[[ INPUT MATERIAL open ]]

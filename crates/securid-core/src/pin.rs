//! PIN validation and password-based PIN encryption.
//!
//! The encrypted form is a 64-character lowercase hex string: a random
//! 16-byte IV followed by one AES block holding the PIN XORed with that
//! IV, encrypted under the MAC of the password. There is no wire
//! tolerance here either — `decrypt_pin` rejects anything that doesn't
//! decrypt back to a well-formed, correctly-terminated PIN.

use rand::RngCore;

use crate::aes_block::{decrypt_block, encrypt_block};
use crate::constants::{AES_KEY_SIZE, MAX_PIN, MIN_PIN};
use crate::error::{Result, SecurIdError};
use crate::mac::securid_mac;

/// Validate a PIN: 4-8 decimal digits.
pub fn pin_format_ok(pin: &str) -> Result<()> {
    if pin.len() < MIN_PIN || pin.len() > MAX_PIN {
        return Err(SecurIdError::BadLen);
    }
    if !pin.bytes().all(|b| b.is_ascii_digit()) {
        return Err(SecurIdError::General);
    }
    Ok(())
}

/// Encrypt `pin` under `password`, returning a 64-character hex string.
pub fn encrypt_pin(pin: &str, password: &str) -> Result<String> {
    pin_format_ok(pin)?;

    let pin_bytes = pin.as_bytes();
    let mut buf = [0u8; AES_KEY_SIZE];
    buf[..pin_bytes.len()].copy_from_slice(pin_bytes);
    buf[AES_KEY_SIZE - 1] = pin_bytes.len() as u8;

    let passhash = securid_mac(password.as_bytes());

    let mut iv = [0u8; AES_KEY_SIZE];
    rand::thread_rng().fill_bytes(&mut iv);

    for i in 0..AES_KEY_SIZE {
        buf[i] ^= iv[i];
    }
    let ciphertext = encrypt_block(&passhash, &buf);

    let mut out = String::with_capacity(AES_KEY_SIZE * 4);
    out.push_str(&hex::encode(iv));
    out.push_str(&hex::encode(ciphertext));
    Ok(out)
}

/// Decrypt a PIN encrypted with [`encrypt_pin`] under the same password.
pub fn decrypt_pin(enc_pin: &str, password: &str) -> Result<String> {
    let raw = hex::decode(enc_pin).map_err(|_| SecurIdError::BadLen)?;
    if raw.len() != AES_KEY_SIZE * 2 {
        return Err(SecurIdError::BadLen);
    }

    let iv: [u8; AES_KEY_SIZE] = raw[..AES_KEY_SIZE].try_into().unwrap();
    let ciphertext: [u8; AES_KEY_SIZE] = raw[AES_KEY_SIZE..].try_into().unwrap();

    let passhash = securid_mac(password.as_bytes());
    let mut buf = decrypt_block(&passhash, &ciphertext);
    for i in 0..AES_KEY_SIZE {
        buf[i] ^= iv[i];
    }

    if buf[AES_KEY_SIZE - 2] != 0 {
        return Err(SecurIdError::General);
    }
    let len = buf[AES_KEY_SIZE - 1] as usize;
    let str_len = buf[..AES_KEY_SIZE - 2]
        .iter()
        .position(|&b| b == 0)
        .unwrap_or(AES_KEY_SIZE - 2);
    if len != str_len {
        return Err(SecurIdError::General);
    }

    let pin = std::str::from_utf8(&buf[..len])
        .map_err(|_| SecurIdError::General)?
        .to_string();
    pin_format_ok(&pin)?;
    Ok(pin)
}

[[ INPUT MATERIAL closed ]]

**TASK TO COMPLETE:** The response must contain every entry, each one identical to the original.

**EXERCISE RESPONSE:**
filename crates/securid-core/src/pin.rs
//! PIN validation and password-based PIN encryption.
//!
//! The encrypted form is a 64-character lowercase hex string: a random
//! 16-byte IV followed by one AES block holding the PIN XORed with that
//! IV, encrypted under the MAC of the password. There is no wire
//! tolerance here either — `decrypt_pin` rejects anything that doesn't
//! decrypt back to a well-formed, correctly-terminated PIN.

use rand::RngCore;

use crate::aes_block::{decrypt_block, encrypt_block};
use crate::constants::{AES_KEY_SIZE, MAX_PIN, MIN_PIN};
use crate::error::{Result, SecurIdError};
use crate::mac::securid_mac;

/// Validate a PIN: 4-8 decimal digits.
pub fn pin_format_ok(pin: &str) -> Result<()> {
    if pin.len() < MIN_PIN || pin.len() > MAX_PIN {
        return Err(SecurIdError::BadLen);
    }
    if !pin.bytes().all(|b| b.is_ascii_digit()) {
        return Err(SecurIdError::General);
    }
    Ok(())
}

/// Encrypt `pin` under `password`, returning a 64-character hex string.
pub fn encrypt_pin(pin: &str, password: &str) -> Result<String> {
    pin_format_ok(pin)?;

    let pin_bytes = pin.as_bytes();
    let mut buf = [0u8; AES_KEY_SIZE];
    buf[..pin_bytes.len()].copy_from_slice(pin_bytes);
    buf[AES_KEY_SIZE - 1] = pin_bytes.len() as u8;

    let passhash = securid_mac(password.as_bytes());

    let mut iv = [0u8; AES_KEY_SIZE];
    rand::thread_rng().fill_bytes(&mut iv);

    for i in 0..AES_KEY_SIZE {
        buf[i] ^= iv[i];
    }
    let ciphertext = encrypt_block(&passhash, &buf);

    let mut out = String::with_capacity(AES_KEY_SIZE * 4);
    out.push_str(&hex::encode(iv));
    out.push_str(&hex::encode(ciphertext));
    Ok(out)
}

/// Decrypt a PIN encrypted with [`encrypt_pin`] under the same password.
pub fn decrypt_pin(enc_pin: &str, password: &str) -> Result<String> {
    let raw = hex::decode(enc_pin).map_err(|_| SecurIdError::BadLen)?;
    if raw.len() != AES_KEY_SIZE * 2 {
        return Err(SecurIdError::BadLen);
    }

    let iv: [u8; AES_KEY_SIZE] = raw[..AES_KEY_SIZE].try_into().unwrap();
    let ciphertext: [u8; AES_KEY_SIZE] = raw[AES_KEY_SIZE..].try_into().unwrap();

    let passhash = securid_mac(password.as_bytes());
    let mut buf = decrypt_block(&passhash, &ciphertext);
    for i in 0..AES_KEY_SIZE {
        buf[i] ^= iv[i];
    }

    if buf[AES_KEY_SIZE - 2] != 0 {
        return Err(SecurIdError::General);
    }
    let len = buf[AES_KEY_SIZE - 1] as usize;
    let str_len = buf[..AES_KEY_SIZE - 2]
        .iter()
        .position(|&b| b == 0)
        .unwrap_or(AES_KEY_SIZE - 2);
    if len != str_len {
        return Err(SecurIdError::General);
    }

    let pin = std::str::from_utf8(&buf[..len])
        .map_err(|_| SecurIdError::General)?
        .to_string();
    pin_format_ok(&pin)?;
    Ok(pin)
}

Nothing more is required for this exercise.